Gleichzeitig müsse verhindert werden, „dass die Ortsgruppe fragmentiert“, meint Pia, „wir wollen ja Kräfte bündeln und gemeinsam arbeiten“.

Noch einmal komplett umgekrempelt hat die Pandemie seit dem Frühjahr die Situation der Aktivist*innen. Schließlich waren es der Protest auf der Straße und die großen Demos, die dazu führten, dass das Thema Klima in Medien und Politik präsenter geworden war. Zusätzlich verlor der Klimaschutz auch durch Corona an Aufmerksamkeit.

Zum großen Erfolg der Berliner Ortsgruppe wurde der globale Klimastreik am 24. April. Statt für eine Demo zu mobilisieren, legte sie an diesem Tag Tausende Plakate auf der Wiese vor dem Reichstag aus, zusammen mit den großen Lettern: „#FightEveryCrisis“. In den vergangenen Wochen haben nun mit Abstand und Maske die Freitagsstreiks im Invalidenpark wieder begonnen, mit denen sich warmgemacht wird für den globalen Protesttag.

Wenn Olga auf das vergangene Jahr zurückblickt, war es „schon erfolgreich“, meint sie. Eventuell sei ziviler Ungehorsam ein Weg, den man in Zukunft gehen müsse. Es sei durch die lange Zeit ohne Streiks während der Pandemie „viel schwerer“ geworden, „neue, frische Aufmerksamkeit zu bekommen“.

Pia wünscht sich, „dass noch mehr Menschen realisieren, dass man Antifaschismus, Antirassismus und Antikapitalismus nicht vom Kampf für Klimagerechtigkeit trennen kann“. Auch der Klimaaktivismus kämpft schließlich für eine Welt, in der alle Menschen gleichberechtigt leben können. Die Klimakrise verschärft bestehende Ungerechtigkeiten: Wer bereits benachteiligt ist oder diskriminiert wird, leidet am meisten unter ihren Folgen.
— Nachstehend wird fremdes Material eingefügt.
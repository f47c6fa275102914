// Copyright (c) 2022 Bastiaan Marinus van de Weerd

mod util;
util::mod_days![01, 02, 03, 04, 05, 06, 07, 08, 09, 10, 11, 12, 13, 14, 15, 16];

use std::path::PathBuf;


/// Solves an Advent of Code 2018 puzzle
#[derive(clap::Parser, Debug)]
#[command(name = "advent18", version)]
struct Args {
	/// Day to solve
	#[arg(value_parser = clap::value_parser!(u8).range(1..=16))]
	day: u8,

	/// Puzzle input (defaults to `input/dayNN.txt`)
	input: Option<PathBuf>,

	/// Part to solve (solves both if omitted)
	#[arg(short, long, value_parser = clap::value_parser!(u8).range(1..=2))]
	part: Option<u8>,

	/// Number of threads for the parallel searches
	#[arg(long)]
	threads: Option<usize>,
}

fn init_logger() {
	use tracing_subscriber::{layer::SubscriberExt as _, util::SubscriberInitExt as _, EnvFilter};

	tracing_subscriber::registry()
		.with(EnvFilter::try_from_default_env()
			.unwrap_or_else(|_| EnvFilter::new("advent18=warn")))
		.with(tracing_subscriber::fmt::layer()
			.with_writer(std::io::stderr)
			.with_target(false)
			.compact())
		.init();
}

fn main() -> anyhow::Result<()> {
	use {anyhow::Context as _, clap::Parser as _, either::Either};

	init_logger();
	let args = Args::parse();

	if let Some(threads) = args.threads {
		rayon::ThreadPoolBuilder::new()
			.num_threads(threads)
			.build_global()
			.context("Could not configure the thread pool")?;
	}

	let path = args.input
		.unwrap_or_else(|| PathBuf::from(format!("input/day{:02}.txt", args.day)));
	let input = std::fs::read_to_string(&path)
		.with_context(|| format!("Could not read input from {}", path.display()))?;
	tracing::info!(day = args.day, path = %path.display(), bytes = input.len(), "read input");

	let parts = match args.part {
		Some(part) => Either::Left(std::iter::once(part)),
		None => Either::Right(1..=2),
	};
	for part in parts {
		let answer = solve(args.day, part, &input)
			.with_context(|| format!("Day {:02}, part {part} failed", args.day))?;
		if answer.contains('\n') {
			println!("Day {:02}; part {part}:\n{answer}", args.day);
		} else {
			println!("Day {:02}; part {part}: {answer}", args.day);
		}
	}

	Ok(())
}


#[test]
fn args() {
	use clap::Parser as _;
	assert!(Args::try_parse_from(["advent18", "17"]).is_err());
	let args = Args::try_parse_from(["advent18", "16", "-p", "2"]).unwrap();
	assert_eq!((args.day, args.part), (16, Some(2)));
	assert!(solve(16, 1, "").is_ok());
	assert!(solve(3, 2, "").is_err());
}
// Copyright (c) 2022 Bastiaan Marinus van de Weerd


type Coordinate = [i32; 2];

fn distance(a: Coordinate, b: Coordinate) -> u32 {
	a[0].abs_diff(b[0]) + a[1].abs_diff(b[1])
}

/// The bounding box of all coordinates, grown by one in every direction.
struct Bounds {
	min: Coordinate,
	max: Coordinate,
}

impl Bounds {
	fn of(coordinates: &[Coordinate]) -> Self {
		let (mut min, mut max) = ([i32::MAX; 2], [i32::MIN; 2]);
		for c in coordinates {
			for i in 0..2 {
				min[i] = min[i].min(c[i] - 1);
				max[i] = max[i].max(c[i] + 1);
			}
		}
		Bounds { min, max }
	}

	fn cells(&self) -> impl Iterator<Item = Coordinate> + '_ {
		use itertools::Itertools as _;
		(self.min[1]..=self.max[1])
			.cartesian_product(self.min[0]..=self.max[0])
			.map(|(y, x)| [x, y])
	}

	fn on_border(&self, [x, y]: Coordinate) -> bool {
		x == self.min[0] || x == self.max[0] || y == self.min[1] || y == self.max[1]
	}
}

/// Returns the index of the coordinate uniquely closest to `cell`, if any.
fn closest(coordinates: &[Coordinate], cell: Coordinate) -> Option<usize> {
	let mut best = None;
	let mut best_distance = u32::MAX;
	for (i, c) in coordinates.iter().enumerate() {
		let d = distance(*c, cell);
		if d < best_distance {
			best = Some(i);
			best_distance = d;
		} else if d == best_distance {
			best = None;
		}
	}
	best
}


fn input_coordinates_from_str(s: &str) -> Result<Vec<Coordinate>, parsing::CoordinatesError> {
	parsing::coordinates_from_str(s).collect()
}


fn part1_impl(input_coordinates: &[Coordinate]) -> u32 {
	let bounds = Bounds::of(input_coordinates);
	let mut areas = vec![Some(0_u32); input_coordinates.len()];
	for cell in bounds.cells() {
		let Some(owner) = closest(input_coordinates, cell) else { continue };
		if bounds.on_border(cell) {
			areas[owner] = None;
		} else if let Some(area) = areas[owner].as_mut() {
			*area += 1;
		}
	}
	areas.into_iter().flatten().max().unwrap_or(0)
}

pub(crate) fn part1(input: &str) -> anyhow::Result<u32> {
	Ok(part1_impl(&input_coordinates_from_str(input)?))
}


fn part2_impl<const LIMIT: u32>(input_coordinates: &[Coordinate]) -> usize {
	let mut bounds = Bounds::of(input_coordinates);

	// A cell farther than `LIMIT / n` beyond the box can not be in the region
	let margin = (LIMIT / input_coordinates.len().max(1) as u32) as i32;
	for i in 0..2 {
		bounds.min[i] -= margin;
		bounds.max[i] += margin;
	}

	bounds.cells()
		.filter(|&cell| input_coordinates.iter()
			.try_fold(0, |total, &c| {
				let total = total + distance(c, cell);
				(total < LIMIT).then_some(total)
			})
			.is_some())
		.count()
}

pub(crate) fn part2(input: &str) -> anyhow::Result<usize> {
	Ok(part2_impl::<10_000>(&input_coordinates_from_str(input)?))
}


mod parsing {
	use std::num::ParseIntError;
	use super::Coordinate;

	#[derive(Debug, thiserror::Error)]
	pub(super) enum CoordinateError {
		#[error("Expected `X, Y`")]
		Format,
		#[error("Invalid number")]
		Number(#[from] ParseIntError),
	}

	fn coordinate_from_str(s: &str) -> Result<Coordinate, CoordinateError> {
		let (x, y) = s.split_once(", ").ok_or(CoordinateError::Format)?;
		Ok([x.trim().parse()?, y.trim().parse()?])
	}

	#[derive(Debug, thiserror::Error)]
	pub(super) enum CoordinatesError {
		#[error("Empty input")]
		Empty,
		#[error("Invalid coordinate on line {line}")]
		Coordinate { line: usize, source: CoordinateError },
	}

	pub(super) fn coordinates_from_str(s: &str) -> impl Iterator<Item = Result<Coordinate, CoordinatesError>> + '_ {
		use {std::iter::once, itertools::Either::*};
		if s.trim().is_empty() { return Left(once(Err(CoordinatesError::Empty))) }
		Right(s.lines()
			.enumerate()
			.filter(|(_, line)| !line.is_empty())
			.map(|(l, line)| coordinate_from_str(line)
				.map_err(|e| CoordinatesError::Coordinate { line: l + 1, source: e })))
	}
}


#[test]
fn tests() {
	const INPUT: &str = indoc::indoc! { "
		1, 1
		1, 6
		8, 3
		3, 4
		5, 5
		8, 9
	" };
	let coordinates = input_coordinates_from_str(INPUT).unwrap();
	assert_eq!(closest(&coordinates, [0, 0]), Some(0));
	assert_eq!(closest(&coordinates, [0, 4]), None);
	assert_eq!(part1_impl(&coordinates), 17);
	assert_eq!(part2_impl::<32>(&coordinates), 16);
}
So kritisiert Pia, dass FFF Berlin sich nicht schnell genug mit der Beweggung Black Lives Matter solidarisiert habe.

Die Klimakrise verschärft bestehende Ungerechtigkeiten: Wer bereits benachteiligt ist oder diskriminiert wird, leidet am meisten unter ihren Folgen

Ganz anders und in jedem Fall kleiner als die bisherigen Großdemos wird der globale Streik an diesem Freitag: Morgens um fünf wollen die Aktivist*innen beginnen, vor dem Brandenburger Tor Tausende von Punkten im Abstand von zwei Metern auf den Asphalt zu malen, damit im Rahmen des Infektionsschutzes wieder größerer Protest auf die Straße kommt.

Trotz aller Herausforderungen: Dass die Ortsgruppe ihnen standgehalten und immer wieder neue, kreative Aktionen auf die Beine gestellt hat, zeigt, dass es in Berlin laut bleiben wird für mehr Klimaschutz.